The most interesting feature of the work of the North Italian surgeons of the later Middle Ages is their discovery and development of the two special advances of our modern surgery in which we are inclined to take most pride. These are, union by first intention, and anaesthesia. It is of course very startling to think that surgeons of seven centuries ago should have made advances in these important phases of surgery — which were afterwards to be forgotten; but human history is not a story of constant progress, but of ups and downs, and the mystery of human history is the decadence that almost inevitably follows any period of supremely great accomplishment by mankind. The later Middle Age enjoyed a particularly great period of efflorescence and achievement in surgery, and this, quite as with literature and other phases of human accomplishment, was followed by distinct descent of interest in surgical theory, and decadence in surgical practice, until the Renaissance came to provide another climax of surgical development. It would be perilous to say, however, that the acme of the curve of Renaissance surgical progress was higher than its predecessor, though once more there is the surprise to find that this high point was followed by another descent, until the curve ascended again in our time.
What we have said already with regard to the requirement of cleanliness in operating upon the skull, insisted upon by the Salernitan School, will suggest that some of the practical value of asepsis had come home to these old-time surgeons. The North Italian surgeons went, however, much farther in their anticipations of asepsis. They insisted that if a surgeon made a wound through an unbroken surface and did not secure union by first intention, it was usually his own fault.
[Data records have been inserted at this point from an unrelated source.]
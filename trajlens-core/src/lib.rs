//! # trajlens-core
//!
//! Core library for trajlens: turns free-text AI coding-agent evaluation
//! transcripts into structured [`Trajectory`] records and aggregates
//! per-model pass rates across a log store.
//!
//! ## Architecture
//!
//! - [`store`] - the [`LogStore`] trait plus the directory-backed store
//! - [`parse`] - filename decoding, the transcript state machine, shared
//!   post-processors, diff extraction, and the [`LogReader`] entry point
//! - [`model`] - raw model token normalization to display names and
//!   canonical keys
//! - [`analytics`] - bounded-concurrency pass-rate aggregation
//! - [`config`] - XDG-based configuration loading
//! - [`logging`] - tracing setup with file rotation
//!
//! Parsing is resilient: malformed or partial transcripts degrade to empty
//! sections, and only store-level failures surface as errors.

pub mod analytics;
pub mod config;
pub mod error;
pub mod logging;
pub mod model;
pub mod parse;
pub mod store;
pub mod types;

pub use analytics::{AggregateSummary, Aggregator};
pub use config::Config;
pub use error::{Error, Result};
pub use model::{ModelNormalizer, ResolvedModel};
pub use parse::{parse_log_text, LogReader};
pub use store::{FsLogStore, LogStore};
pub use types::{LogFile, ModelCounts, Step, StepType, TestResult, TestStatus, Trajectory};
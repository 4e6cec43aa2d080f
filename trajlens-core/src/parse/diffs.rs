//! Final diff extraction
//!
//! Grading payloads embed the agent's diff and the golden-solution diff as
//! quoted literals (`agent_diff` / `golden_diff`) with escaped newlines and
//! quotes. Extraction is fail-closed: anything that cannot be decoded yields
//! a fully-absent result, never a partial one.

use crate::types::{DiffStats, FinalDiffs};

const AGENT_DIFF_FIELD: &str = "agent_diff";
const GOLDEN_DIFF_FIELD: &str = "golden_diff";

/// Extract the final diffs from a transcript. `None` when neither field is
/// present or a literal cannot be decoded.
pub fn extract_final_diffs(text: &str) -> Option<FinalDiffs> {
    let agent_diff = quoted_field(text, AGENT_DIFF_FIELD);
    let golden_diff = quoted_field(text, GOLDEN_DIFF_FIELD);

    if agent_diff.is_none() && golden_diff.is_none() {
        return None;
    }

    let agent_files = agent_diff.as_deref().map(changed_files).unwrap_or_default();
    let golden_files = golden_diff.as_deref().map(changed_files).unwrap_or_default();

    let mut files_changed: Vec<String> = Vec::new();
    for path in agent_files.iter().chain(golden_files.iter()) {
        if !files_changed.contains(path) {
            files_changed.push(path.clone());
        }
    }

    let diff_stats = DiffStats {
        agent_files_changed: agent_files.len() as u32,
        golden_files_changed: golden_files.len() as u32,
        agent_lines: agent_diff.as_deref().map(line_count).unwrap_or(0),
        golden_lines: golden_diff.as_deref().map(line_count).unwrap_or(0),
    };

    Some(FinalDiffs {
        agent_diff,
        golden_diff,
        files_changed,
        diff_stats,
    })
}

/// Locate `field` in the text and decode the quoted literal that follows it,
/// unescaping `\n` `\t` `\r` `\\` `\'` `\"`. Returns `None` for a missing
/// field, a malformed key/value shape, or an unterminated literal.
fn quoted_field(text: &str, field: &str) -> Option<String> {
    let pos = text.find(field)?;
    let mut chars = text[pos + field.len()..].chars().peekable();

    // Closing quote of the key, if the key itself was quoted
    if matches!(chars.peek(), Some('\'') | Some('"')) {
        chars.next();
    }
    while matches!(chars.peek(), Some(c) if c.is_whitespace()) {
        chars.next();
    }
    if chars.peek() == Some(&':') {
        chars.next();
    } else {
        return None;
    }
    while matches!(chars.peek(), Some(c) if c.is_whitespace()) {
        chars.next();
    }

    let quote = match chars.next() {
        Some(q @ ('\'' | '"')) => q,
        _ => return None,
    };

    let mut out = String::new();
    while let Some(c) = chars.next() {
        if c == '\\' {
            match chars.next() {
                Some('n') => out.push('\n'),
                Some('t') => out.push('\t'),
                Some('r') => out.push('\r'),
                Some('\\') => out.push('\\'),
                Some('\'') => out.push('\''),
                Some('"') => out.push('"'),
                Some(other) => {
                    out.push('\\');
                    out.push(other);
                }
                None => return None,
            }
        } else if c == quote {
            return Some(out);
        } else {
            out.push(c);
        }
    }

    // Unterminated literal
    None
}

/// Changed file paths: `--- a/<path>` headers immediately followed by a
/// `+++ b/` line, deduplicated in first-seen order.
fn changed_files(diff: &str) -> Vec<String> {
    let lines: Vec<&str> = diff.lines().collect();
    let mut files = Vec::new();

    for (i, line) in lines.iter().enumerate() {
        if let Some(path) = line.strip_prefix("--- a/") {
            let followed = lines
                .get(i + 1)
                .map(|next| next.starts_with("+++ b/"))
                .unwrap_or(false);
            if followed {
                let path = path.trim().to_string();
                if !files.contains(&path) {
                    files.push(path);
                }
            }
        }
    }

    files
}

fn line_count(diff: &str) -> u32 {
    diff.lines().count() as u32
}
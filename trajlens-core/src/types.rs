//! Core domain types for trajlens
//!
//! These types are the structured record produced from one evaluation
//! transcript, plus the accumulator used for pass-rate aggregation.
//!
//! ## Terminology
//!
//! | Term | Definition |
//! |------|------------|
//! | **Trajectory** | Structured record of one evaluation run's execution and outcome |
//! | **Step** | One observable event inside a run: run start, a tool call within an iteration, or a synthetic baseline marker |
//! | **Baseline run** | Reference execution: oracle (golden diff applied) or null-agent (no changes attempted) |
//! | **Canonical model key** | Normalized identifier, distinct from the display string, used to group aggregates |
//!
//! A `Trajectory` is reconstructed from text on every request and is never
//! mutated after it is returned. Baseline trajectories are nested at most one
//! level deep: a baseline never carries baselines of its own.

use serde::Serialize;
use std::collections::BTreeMap;

// ============================================
// Log store descriptor
// ============================================

/// Descriptor for one log file as reported by the external log store.
#[derive(Debug, Clone, PartialEq, Eq, Serialize)]
#[serde(rename_all = "camelCase")]
pub struct LogFile {
    /// File name, e.g. `gpt-4o_counsellor-chat_task-1.log`
    pub filename: String,
    /// Size in bytes
    pub size_bytes: u64,
}

// ============================================
// Steps
// ============================================

/// Kind of step inside a trajectory.
#[derive(Debug, Clone, Copy, PartialEq, Eq, Serialize)]
#[serde(rename_all = "snake_case")]
pub enum StepType {
    /// Run-start banner
    Start,
    /// Tool call inside an iteration
    Iteration,
    /// Synthetic step for oracle / null-agent baseline logs
    OracleNullRun,
}

impl StepType {
    pub fn as_str(&self) -> &'static str {
        match self {
            StepType::Start => "start",
            StepType::Iteration => "iteration",
            StepType::OracleNullRun => "oracle_null_run",
        }
    }
}

/// Structured payload attached to a tool-call step by a detail marker line.
///
/// Each detail kind is its own variant rather than untyped JSON, so callers
/// can match on what was found without losing the "attach whatever the
/// harness printed" flexibility.
#[derive(Debug, Clone, PartialEq, Serialize)]
#[serde(tag = "kind", rename_all = "snake_case")]
pub enum ToolDetail {
    /// `Editing file: <path>`
    EditTarget { path: String },
    /// `Edit instructions: <payload>`
    EditInstructions { payload: DetailPayload },
    /// `Applying <n> line edits`
    LineEditCount { count: u32 },
    /// `Edit <k>: <payload>` (numbered edit entry)
    LineEdit { index: u32, payload: DetailPayload },
    /// `Syntax validation passed` / `Syntax validation failed[: <detail>]`
    SyntaxCheck {
        passed: bool,
        #[serde(skip_serializing_if = "Option::is_none")]
        detail: Option<String>,
    },
    /// `Changes applied` / `Changes not applied`
    ChangesApplied { applied: bool },
    /// `Attempted changes: <payload>`
    AttemptedChanges { payload: DetailPayload },
    /// `Wrote <n> bytes to <path>`
    FileWrite { bytes: u64, path: String },
}

/// Detail payloads attempt a structured decode and fall back to the raw
/// string when the payload is not valid JSON.
#[derive(Debug, Clone, PartialEq, Serialize)]
#[serde(untagged)]
pub enum DetailPayload {
    Json(serde_json::Value),
    Raw(String),
}

impl DetailPayload {
    /// Decode a marker payload: JSON if it parses, raw text otherwise.
    pub fn decode(raw: &str) -> Self {
        match serde_json::from_str(raw) {
            Ok(value) => DetailPayload::Json(value),
            Err(_) => DetailPayload::Raw(raw.to_string()),
        }
    }
}

/// One event in a trajectory, in order of appearance in the source text.
#[derive(Debug, Clone, PartialEq, Serialize)]
#[serde(rename_all = "camelCase")]
pub struct Step {
    #[serde(rename = "type")]
    pub step_type: StepType,
    /// Iteration number this step belongs to (0 for the start step)
    pub iteration: u32,
    /// The source line (or synthetic description) that produced this step
    pub content: String,
    /// Tri-state: `None` until a tool-result marker resolves it
    #[serde(skip_serializing_if = "Option::is_none")]
    pub success: Option<bool>,
    #[serde(skip_serializing_if = "Option::is_none")]
    pub timestamp: Option<String>,
    /// Tool name for iteration steps
    #[serde(skip_serializing_if = "Option::is_none")]
    pub tool_call: Option<String>,
    /// First error line observed for this step, if any
    #[serde(skip_serializing_if = "Option::is_none")]
    pub error: Option<String>,
    /// Detail markers keyed by detail kind (numbered edits use `edit_<k>`)
    #[serde(skip_serializing_if = "BTreeMap::is_empty")]
    pub tool_details: BTreeMap<String, ToolDetail>,
    /// Tool result lines collected verbatim, in order
    #[serde(skip_serializing_if = "Vec::is_empty")]
    pub tool_result: Vec<String>,
}

impl Step {
    /// A fresh step of the given type with nothing attached yet.
    pub fn new(step_type: StepType, iteration: u32, content: impl Into<String>) -> Self {
        Self {
            step_type,
            iteration,
            content: content.into(),
            success: None,
            timestamp: None,
            tool_call: None,
            error: None,
            tool_details: BTreeMap::new(),
            tool_result: Vec::new(),
        }
    }
}

// ============================================
// Test results
// ============================================

#[derive(Debug, Clone, Copy, PartialEq, Eq, Serialize)]
#[serde(rename_all = "lowercase")]
pub enum TestStatus {
    Pass,
    Fail,
}

impl TestStatus {
    pub fn as_str(&self) -> &'static str {
        match self {
            TestStatus::Pass => "pass",
            TestStatus::Fail => "fail",
        }
    }
}

/// One pass/fail line recognized in the transcript.
///
/// Results are order-preserving and deliberately not deduplicated: a test
/// that runs twice appears twice.
#[derive(Debug, Clone, PartialEq, Eq, Serialize)]
#[serde(rename_all = "camelCase")]
pub struct TestResult {
    /// Short name, the segment after the last `::`
    pub name: String,
    pub status: TestStatus,
    /// Full path, e.g. `tests/test_api.py::test_upload`
    pub full_name: String,
}

// ============================================
// Lab training metrics
// ============================================

/// Metrics printed under the `-- Lab Training Metrics --` header.
///
/// Every field is optional: a field is present only if the source text
/// actually printed it.
#[derive(Debug, Clone, Default, PartialEq, Eq, Serialize)]
#[serde(rename_all = "camelCase")]
pub struct LabTrainingMetrics {
    #[serde(skip_serializing_if = "Option::is_none")]
    pub agent_success: Option<bool>,
    #[serde(skip_serializing_if = "Option::is_none")]
    pub made_code_changes: Option<bool>,
    #[serde(skip_serializing_if = "Option::is_none")]
    pub has_syntax_errors: Option<bool>,
    #[serde(skip_serializing_if = "Option::is_none")]
    pub tests_passed: Option<bool>,
    #[serde(skip_serializing_if = "Option::is_none")]
    pub total_iterations: Option<u32>,
    #[serde(skip_serializing_if = "Option::is_none")]
    pub successful_edits: Option<u32>,
    #[serde(skip_serializing_if = "Option::is_none")]
    pub tool_calls: Option<u32>,
}

// ============================================
// Final diffs
// ============================================

/// Per-diff line and file counts.
#[derive(Debug, Clone, Default, PartialEq, Eq, Serialize)]
#[serde(rename_all = "camelCase")]
pub struct DiffStats {
    pub agent_files_changed: u32,
    pub golden_files_changed: u32,
    pub agent_lines: u32,
    pub golden_lines: u32,
}

/// Agent and golden diffs recovered from the transcript's result payload.
#[derive(Debug, Clone, PartialEq, Eq, Serialize)]
#[serde(rename_all = "camelCase")]
pub struct FinalDiffs {
    #[serde(skip_serializing_if = "Option::is_none")]
    pub agent_diff: Option<String>,
    #[serde(skip_serializing_if = "Option::is_none")]
    pub golden_diff: Option<String>,
    /// Changed file paths across both diffs, unique, first-seen order
    pub files_changed: Vec<String>,
    pub diff_stats: DiffStats,
}

// ============================================
// Trajectory
// ============================================

/// Structured record of one evaluation run.
#[derive(Debug, Clone, PartialEq, Serialize)]
#[serde(rename_all = "camelCase")]
pub struct Trajectory {
    pub filename: String,
    /// Display task name, e.g. "Counsellor Chat Task 1"
    pub task_name: String,
    /// Raw model token as decoded from the filename or header line
    pub model_name: String,
    pub total_iterations: u32,
    pub tool_calls: u32,
    pub errors: u32,
    pub tests_passed: u32,
    pub total_tests: u32,
    /// Derived verdict, never set directly
    pub final_success: bool,
    #[serde(skip_serializing_if = "Option::is_none")]
    pub duration: Option<String>,
    pub steps: Vec<Step>,
    pub test_results: Vec<TestResult>,
    #[serde(skip_serializing_if = "Option::is_none")]
    pub lab_training_metrics: Option<LabTrainingMetrics>,
    #[serde(skip_serializing_if = "Option::is_none")]
    pub final_diffs: Option<FinalDiffs>,
    /// Sibling oracle run for the same task, when one exists in the store
    #[serde(skip_serializing_if = "Option::is_none")]
    pub oracle_baseline: Option<Box<Trajectory>>,
    /// Sibling null-agent run for the same task, when one exists in the store
    #[serde(skip_serializing_if = "Option::is_none")]
    pub nullagent_baseline: Option<Box<Trajectory>>,
}

impl Trajectory {
    /// An empty trajectory for the given names: zero counts, no steps,
    /// `final_success = false`. The worst-case parse outcome.
    pub fn empty(filename: &str, task_name: &str, model_name: &str) -> Self {
        Self {
            filename: filename.to_string(),
            task_name: task_name.to_string(),
            model_name: model_name.to_string(),
            total_iterations: 0,
            tool_calls: 0,
            errors: 0,
            tests_passed: 0,
            total_tests: 0,
            final_success: false,
            duration: None,
            steps: Vec::new(),
            test_results: Vec::new(),
            lab_training_metrics: None,
            final_diffs: None,
            oracle_baseline: None,
            nullagent_baseline: None,
        }
    }
}

// ============================================
// Aggregation counts
// ============================================

/// Pass/fail accumulator keyed by canonical model key in the aggregate maps.
#[derive(Debug, Clone, Copy, Default, PartialEq, Eq, Serialize)]
#[serde(rename_all = "camelCase")]
pub struct ModelCounts {
    pub pass: u32,
    pub fail: u32,
    pub total: u32,
}

impl ModelCounts {
    /// Record one attempt outcome.
    pub fn record(&mut self, success: bool) {
        if success {
            self.pass += 1;
        } else {
            self.fail += 1;
        }
        self.total += 1;
    }

    /// Record a pre-adjusted passed/total pair (per-test-case granularity).
    pub fn record_counts(&mut self, passed: u32, total: u32) {
        let passed = passed.min(total);
        self.pass += passed;
        self.fail += total - passed;
        self.total += total;
    }
}
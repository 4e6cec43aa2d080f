//! Transcript parsing
//!
//! Entry points for turning log text into [`Trajectory`] records. Parsing is
//! resilient by construction: a transcript missing whole sections still
//! yields a trajectory, with absent data as zero counts or `None`. The only
//! hard failures are store-level (missing file, IO, timeout).

pub mod diffs;
pub mod extract;
pub mod filename;
pub mod transcript;

use crate::error::Result;
use crate::model::ModelNormalizer;
use crate::store::{self, LogStore};
use crate::types::{LogFile, Step, StepType, TestStatus, Trajectory};
use std::sync::Arc;
use std::time::Duration;

/// Filename prefix marking an oracle baseline log.
pub const ORACLE_PREFIX: &str = "oracle_";
/// Filename prefix marking a null-agent baseline log.
pub const NULLAGENT_PREFIX: &str = "nullagent_";

#[derive(Debug, Clone, Copy, PartialEq, Eq)]
pub enum BaselineKind {
    Oracle,
    NullAgent,
}

/// What kind of run a log file records.
#[derive(Debug, Clone, Copy, PartialEq, Eq)]
pub enum LogKind {
    AgentRun,
    Baseline(BaselineKind),
}

/// Classify a log by filename prefix, falling back to content: a log with no
/// harness narration at all is a baseline, oracle if it mentions the golden
/// diff and null-agent otherwise.
pub fn classify(filename: &str, text: &str) -> LogKind {
    if filename.starts_with(ORACLE_PREFIX) {
        return LogKind::Baseline(BaselineKind::Oracle);
    }
    if filename.starts_with(NULLAGENT_PREFIX) {
        return LogKind::Baseline(BaselineKind::NullAgent);
    }
    if !text.contains(transcript::HARNESS_MARKER) {
        let kind = if text.contains("golden diff") {
            BaselineKind::Oracle
        } else {
            BaselineKind::NullAgent
        };
        return LogKind::Baseline(kind);
    }
    LogKind::AgentRun
}

/// Parse one log's text into a trajectory. Pure: no store access, no
/// baseline correlation.
pub fn parse_log_text(filename: &str, text: &str, normalizer: &ModelNormalizer) -> Trajectory {
    let decoded = filename::decode(filename, normalizer);
    let mut trajectory = Trajectory::empty(filename, &decoded.task_name, &decoded.raw_model);

    match classify(filename, text) {
        LogKind::Baseline(kind) => {
            let content = match kind {
                BaselineKind::Oracle => "golden diff applied directly",
                BaselineKind::NullAgent => "no implementation attempted",
            };
            let mut step = Step::new(StepType::OracleNullRun, 0, content);
            step.success = Some(true);
            step.timestamp = Some(extract::extract_timestamp(text));
            trajectory.steps.push(step);
        }
        LogKind::AgentRun => {
            let outcome = transcript::run(text);
            trajectory.steps = outcome.steps;
            trajectory.total_iterations = outcome.total_iterations;
            trajectory.tool_calls = outcome.tool_calls;
            trajectory.errors = outcome.errors;

            // Embedded header fields beat filename-derived ones
            if let Some(model) = outcome.model_override {
                trajectory.model_name = model;
            }
            if outcome.dataset_override.is_some() || outcome.task_override.is_some() {
                let dataset = outcome
                    .dataset_override
                    .or(decoded.dataset)
                    .unwrap_or_default();
                let task = outcome
                    .task_override
                    .or(decoded.task_id)
                    .unwrap_or_default();
                let combined = format!("{dataset} {task}");
                let combined = combined.trim();
                if !combined.is_empty() {
                    trajectory.task_name = filename::title_case(combined);
                }
            }
        }
    }

    trajectory.test_results = extract::extract_test_results(text);
    match extract::resolve_final_tally(text) {
        Some(tally) => {
            trajectory.tests_passed = tally.tests_passed;
            trajectory.total_tests = tally.total_tests;
            trajectory.final_success = tally.success;
        }
        None => {
            // Counted from individual results; the verdict stays false
            // without an explicit tally.
            trajectory.tests_passed = trajectory
                .test_results
                .iter()
                .filter(|r| r.status == TestStatus::Pass)
                .count() as u32;
            trajectory.total_tests = trajectory.test_results.len() as u32;
            trajectory.final_success = false;
        }
    }
    trajectory.lab_training_metrics = extract::extract_metrics(text);
    trajectory.duration = extract::extract_duration(text);
    trajectory.final_diffs = diffs::extract_final_diffs(text);

    trajectory
}

/// Loads trajectories from a [`LogStore`], correlating sibling baseline runs.
pub struct LogReader {
    store: Arc<dyn LogStore>,
    normalizer: ModelNormalizer,
    fetch_timeout: Duration,
}

impl LogReader {
    pub fn new(store: Arc<dyn LogStore>, normalizer: ModelNormalizer, fetch_timeout: Duration) -> Self {
        Self {
            store,
            normalizer,
            fetch_timeout,
        }
    }

    /// Enumerate the store's log files.
    pub async fn list(&self) -> Result<Vec<LogFile>> {
        self.store.list().await
    }

    /// Load and parse one log. For an agent run, sibling `oracle_` and
    /// `nullagent_` logs for the same task are fetched concurrently and
    /// attached; a missing or failing baseline is omitted, never an error.
    pub async fn load(&self, name: &str) -> Result<Trajectory> {
        let text = store::fetch_timed(self.store.as_ref(), name, self.fetch_timeout).await?;
        let mut trajectory = parse_log_text(name, &text, &self.normalizer);

        if classify(name, &text) == LogKind::AgentRun {
            if let Some(task_id) = filename::sibling_task_id(name) {
                let oracle_name = format!("{ORACLE_PREFIX}{task_id}.log");
                let null_name = format!("{NULLAGENT_PREFIX}{task_id}.log");
                let (oracle, null) = tokio::join!(
                    store::fetch_timed(self.store.as_ref(), &oracle_name, self.fetch_timeout),
                    store::fetch_timed(self.store.as_ref(), &null_name, self.fetch_timeout),
                );
                match oracle {
                    Ok(text) => {
                        trajectory.oracle_baseline =
                            Some(Box::new(parse_log_text(&oracle_name, &text, &self.normalizer)));
                    }
                    Err(e) => tracing::debug!(filename = %oracle_name, error = %e, "no oracle baseline"),
                }
                match null {
                    Ok(text) => {
                        trajectory.nullagent_baseline =
                            Some(Box::new(parse_log_text(&null_name, &text, &self.normalizer)));
                    }
                    Err(e) => tracing::debug!(filename = %null_name, error = %e, "no null-agent baseline"),
                }
            }
        }

        Ok(trajectory)
    }
}

#[cfg(test)]
mod tests {
    use super::*;
    use crate::error::Error;
    use async_trait::async_trait;
    use std::collections::HashMap;

    const AGENT_LOG: &str = "\
2025-01-15 10:30:00 HARNESS: Starting evaluation run
Dataset: counsellor-chat, Agent: gladiator, Model: gpt-4o-2024-08-06, Task: task-1
HARNESS: Iteration 1
HARNESS: Tool Call 1: edit_file
HARNESS: tool result success: true
ok
pass tests/test_api.py::test_list: PASSED
fail tests/test_api.py::test_upload: FAILED
Total tests: 1/2 passed
Total duration: 2m 10s
";

    const ORACLE_LOG: &str = "\
2025-01-15 09:00:00 applying golden diff
Total tests: 2/2 passed
";

    #[test]
    fn test_classify_by_prefix() {
        assert_eq!(
            classify("oracle_counsellor-chat_task-1.log", AGENT_LOG),
            LogKind::Baseline(BaselineKind::Oracle)
        );
        assert_eq!(
            classify("nullagent_counsellor-chat_task-1.log", AGENT_LOG),
            LogKind::Baseline(BaselineKind::NullAgent)
        );
        assert_eq!(
            classify("gpt-4o_counsellor-chat_task-1.log", AGENT_LOG),
            LogKind::AgentRun
        );
    }

    #[test]
    fn test_classify_by_content_fallback() {
        assert_eq!(
            classify("run.log", "applied the golden diff\n"),
            LogKind::Baseline(BaselineKind::Oracle)
        );
        assert_eq!(
            classify("run.log", "nothing was attempted\n"),
            LogKind::Baseline(BaselineKind::NullAgent)
        );
    }

    #[test]
    fn test_parse_agent_run() {
        let normalizer = ModelNormalizer::with_defaults();
        let t = parse_log_text("gpt-4o_counsellor-chat_task-1.log", AGENT_LOG, &normalizer);
        assert_eq!(t.model_name, "gpt-4o-2024-08-06");
        assert_eq!(t.task_name, "Counsellor Chat Task 1");
        assert_eq!(t.total_iterations, 1);
        assert_eq!(t.tool_calls, 1);
        assert_eq!(t.test_results.len(), 2);
        assert_eq!(t.tests_passed, 1);
        assert_eq!(t.total_tests, 2);
        assert!(!t.final_success);
        assert_eq!(t.duration.as_deref(), Some("2m 10s"));
    }

    #[test]
    fn test_parse_baseline_synthetic_step() {
        let normalizer = ModelNormalizer::with_defaults();
        let t = parse_log_text("oracle_counsellor-chat_task-1.log", ORACLE_LOG, &normalizer);
        assert_eq!(t.steps.len(), 1);
        assert_eq!(t.steps[0].step_type, StepType::OracleNullRun);
        assert_eq!(t.steps[0].success, Some(true));
        assert_eq!(t.steps[0].content, "golden diff applied directly");
        assert_eq!(t.steps[0].timestamp.as_deref(), Some("2025-01-15 09:00:00"));
        assert!(t.final_success);
        assert_eq!(t.total_tests, 2);
    }

    #[test]
    fn test_parse_without_tally_counts_results_but_fails() {
        let text = "\
HARNESS: Starting evaluation run
pass a.py::t1: PASSED
pass a.py::t2: PASSED
";
        let normalizer = ModelNormalizer::with_defaults();
        let t = parse_log_text("m_d_t.log", text, &normalizer);
        assert_eq!(t.tests_passed, 2);
        assert_eq!(t.total_tests, 2);
        assert!(!t.final_success);
    }

    #[test]
    fn test_parse_empty_text_yields_empty_trajectory() {
        let normalizer = ModelNormalizer::with_defaults();
        // No harness marker: treated as a null-agent baseline, but all
        // counts stay zero and nothing errors.
        let t = parse_log_text("gpt-4o_d_t.log", "", &normalizer);
        assert_eq!(t.total_iterations, 0);
        assert_eq!(t.total_tests, 0);
        assert!(!t.final_success);
    }

    struct MemStore {
        logs: HashMap<String, String>,
    }

    #[async_trait]
    impl LogStore for MemStore {
        async fn list(&self) -> Result<Vec<LogFile>> {
            let mut files: Vec<LogFile> = self
                .logs
                .iter()
                .map(|(name, text)| LogFile {
                    filename: name.clone(),
                    size_bytes: text.len() as u64,
                })
                .collect();
            files.sort_by(|a, b| a.filename.cmp(&b.filename));
            Ok(files)
        }

        async fn fetch(&self, filename: &str) -> Result<String> {
            self.logs
                .get(filename)
                .cloned()
                .ok_or_else(|| Error::NotFound(filename.to_string()))
        }
    }

    fn reader(logs: &[(&str, &str)]) -> LogReader {
        let store = MemStore {
            logs: logs
                .iter()
                .map(|(n, t)| (n.to_string(), t.to_string()))
                .collect(),
        };
        LogReader::new(
            Arc::new(store),
            ModelNormalizer::with_defaults(),
            Duration::from_secs(5),
        )
    }

    #[tokio::test]
    async fn test_load_attaches_sibling_baselines() {
        let reader = reader(&[
            ("gpt-4o_counsellor-chat_task-1.log", AGENT_LOG),
            ("oracle_counsellor-chat_task-1.log", ORACLE_LOG),
            ("nullagent_counsellor-chat_task-1.log", "Total tests: 0/2 passed\n"),
        ]);
        let t = reader.load("gpt-4o_counsellor-chat_task-1.log").await.unwrap();
        let oracle = t.oracle_baseline.as_deref().unwrap();
        assert!(oracle.final_success);
        // Baselines never nest further
        assert!(oracle.oracle_baseline.is_none());
        let null = t.nullagent_baseline.as_deref().unwrap();
        assert!(!null.final_success);
    }

    #[tokio::test]
    async fn test_load_missing_baselines_omitted() {
        let reader = reader(&[("gpt-4o_counsellor-chat_task-1.log", AGENT_LOG)]);
        let t = reader.load("gpt-4o_counsellor-chat_task-1.log").await.unwrap();
        assert!(t.oracle_baseline.is_none());
        assert!(t.nullagent_baseline.is_none());
    }

    #[tokio::test]
    async fn test_load_missing_primary_is_error() {
        let reader = reader(&[]);
        let err = reader.load("ghost.log").await.unwrap_err();
        assert!(matches!(err, Error::NotFound(_)));
    }

    #[tokio::test]
    async fn test_load_baseline_log_skips_correlation() {
        let reader = reader(&[("oracle_counsellor-chat_task-1.log", ORACLE_LOG)]);
        let t = reader.load("oracle_counsellor-chat_task-1.log").await.unwrap();
        assert!(t.oracle_baseline.is_none());
        assert!(t.nullagent_baseline.is_none());
    }
}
It is to them we owe the expression " union by first intention "—unio per primam intentionem— which means nothing to us except through its Latin equivalent. They boasted of getting linear cicatrices which could scarcely be seen, and evidently their practice fostered the best of surgical technique and was founded on excellent principles. The North Italian surgeons replaced the use of ointments by wine, and evidently realized its cleansing —that is, antiseptic—quality. What is often not realized is, that the very old traditional treatment of wounds by the pouring of wine and oil into them represented a mild antiseptic and a soothing protective dressing. The wine inhibited the growth of ordinary germs, the oil protected the wound from dust and dirt. They were not ideal materials for the purpose, but they were much better when discreetly used than many surgical dressings of much more modern times founded on elaborate theories.